And the model will ask. Give an agent a broad enough task and you will eventually watch it reach for rm -rf, a git push to main, or a read of ~/.ssh/id_rsa — not out of malice, but because that path looked locally reasonable in context. The team that wrote its boundary into a prompt learns, at exactly that moment, that the boundary was never load-bearing.

Evaluation order is the whole game

The permission system evaluates rules in a fixed order — deny → ask → allow — and first match wins. The part people get wrong: specificity does not change the order. A broad Bash(aws *) deny blocks everything beneath it even if you also wrote a narrower Bash(aws s3 ls) allow. The narrow allow never gets a turn.

deny  → ask  → allow
 │       │       │
 │       │       └─ last resort, easily overridden
 │       └───────── prompts the human
 └───────────────── wins outright; specificity cannot save you

Deny is not only first — it is final across levels. An allow at any level cannot override a deny at any other level, and a deny in managed (enterprise) settings cannot be punched through with --allowedTools on the CLI. The precedence runs managed → CLI → project → user, with managed-deny sitting on top of all of it.

For a single developer this is a convenience. For a multi-tenant system it is the load-bearing wall. By analogy with our own publishing daemon: tenant-isolation rules belong in managed-settings deny, where neither an operator nor a writer agent can relax them. If the rule keeping tenant A’s queue away from tenant B’s data lives anywhere an allow can reach, it is decoration, not isolation.

What a “block” actually looks like on disk

A block is a record, not a vibe. When a PreToolUse hook decides to stop a call, it receives tool_name, tool_input, and permission_mode, and it returns this:

{"hookSpecificOutput": {
  "hookEventName": "PreToolUse",
  "permissionDecision": "deny",
  "permissionDecisionReason": "Destructive command blocked by hook"}}

That permissionDecisionReason field is why this post can exist. The block is not a silent failure or a model apologizing in prose — it is a structured decision with a stated cause, emitted before the tool runs. The valid permissionDecision values are allow, deny, ask, and defer. A hook can also force the same outcome with exit code 2, which forwards stderr to the agent as an error and blocks the call, equivalent to the JSON deny.

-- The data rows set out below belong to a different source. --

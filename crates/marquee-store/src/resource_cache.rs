//! Paired collection and detail stores for one resource.

use crate::key::{KeyPredicate, QueryKey};
use crate::store::{InvalidatedKeys, QueryStore};
use chrono::Duration;
use marquee_core::params::ListParams;
use marquee_core::{EntityId, Page, Record, Resource};

/// Both keyspaces of one resource: collection pages and entity details.
pub struct ResourceCache<T: Record> {
    lists: QueryStore<Page<T>>,
    details: QueryStore<T>,
}

impl<T: Record> ResourceCache<T> {
    pub fn new() -> Self {
        Self {
            lists: QueryStore::new(),
            details: QueryStore::new(),
        }
    }

    pub fn resource(&self) -> Resource {
        T::RESOURCE
    }

    pub fn list_key(params: &ListParams) -> QueryKey {
        QueryKey::collection(T::RESOURCE, params.clone())
    }

    pub fn detail_key(id: EntityId) -> QueryKey {
        QueryKey::detail(T::RESOURCE, id)
    }

    pub fn lists(&self) -> &QueryStore<Page<T>> {
        &self.lists
    }

    pub fn details(&self) -> &QueryStore<T> {
        &self.details
    }

    /// Apply a predicate across both keyspaces.
    pub fn invalidate(&self, predicate: &KeyPredicate) -> InvalidatedKeys {
        let mut keys = self.lists.invalidate(predicate);
        let details = self.details.invalidate(predicate);
        keys.subscribed.extend(details.subscribed);
        keys.unsubscribed.extend(details.unsubscribed);
        keys
    }

    /// Sweep both keyspaces; returns the number of entries removed.
    pub fn sweep(&self, idle_for: Duration) -> usize {
        self.lists.sweep(idle_for) + self.details.sweep(idle_for)
    }
}

impl<T: Record> Clone for ResourceCache<T> {
    fn clone(&self) -> Self {
        Self {
            lists: self.lists.clone(),
            details: self.details.clone(),
        }
    }
}

impl<T: Record> Default for ResourceCache<T> {
    fn default() -> Self {
        Self::new()
    }
}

Picture the analogous line in a multi-tenant publishing gate: an agent on tenant A’s job reaches to write into tenant B’s WAL segment. The path doesn’t match its tenant scope, so the gate denies and the reason string names exactly why. That single JSON object is now an audit record. You can grep it, count it, alert on it, and — as I’m doing here — publish it, because it carries its own justification.

Defense in depth, written as code not as trust

Worth stating precisely, because it separates layered defense from a single point of failure: hook decisions do not bypass permission rules. If a hook returns allow but a matching deny rule exists, the deny still blocks the call. An exit-code-2 block likewise takes precedence over allow rules. Neither layer can quietly unlock the other — defense in depth expressed as evaluation precedence, not as a hopeful comment.

Scope enforcement is not naive filename matching either. Deny and ask rules match on input parametersAgent(model:opus), Agent(isolation:worktree), Bash(run_in_background:true) — and symlinks are checked on both sides: the link path and its target. A symlink sitting inside an allowed directory but pointing at ~/.ssh/id_rsa still trips the deny, because the resolver follows it. For a queue-based system this is what stops link-escape: a path inside the sanctioned work dir that secretly aims at another tenant’s WAL is caught at resolution time, not after the write. Even bypassPermissions mode keeps a circuit breaker — rm -rf / and rm -rf ~ still prompt.

Where the gate fires, across frameworks

The Claude Code gate fires at PreToolUse — immediately before the tool call, so the default is “blocked before any side effect.” The OpenAI Agents SDK reaches the same goal from a different angle: a guardrail raises tripwire_triggered and the run halts by throwing InputGuardrailTripwireTriggered or OutputGuardrailTripwireTriggered.

One nuance matters if you adopt it. Input guardrails run in parallel by default, so tokens and tools may already be consumed by the time the tripwire fires; you can opt into blocking mode to complete the check before the agent starts. Two designs, one contract — stop execution at a deterministic checkpoint, not after the damage.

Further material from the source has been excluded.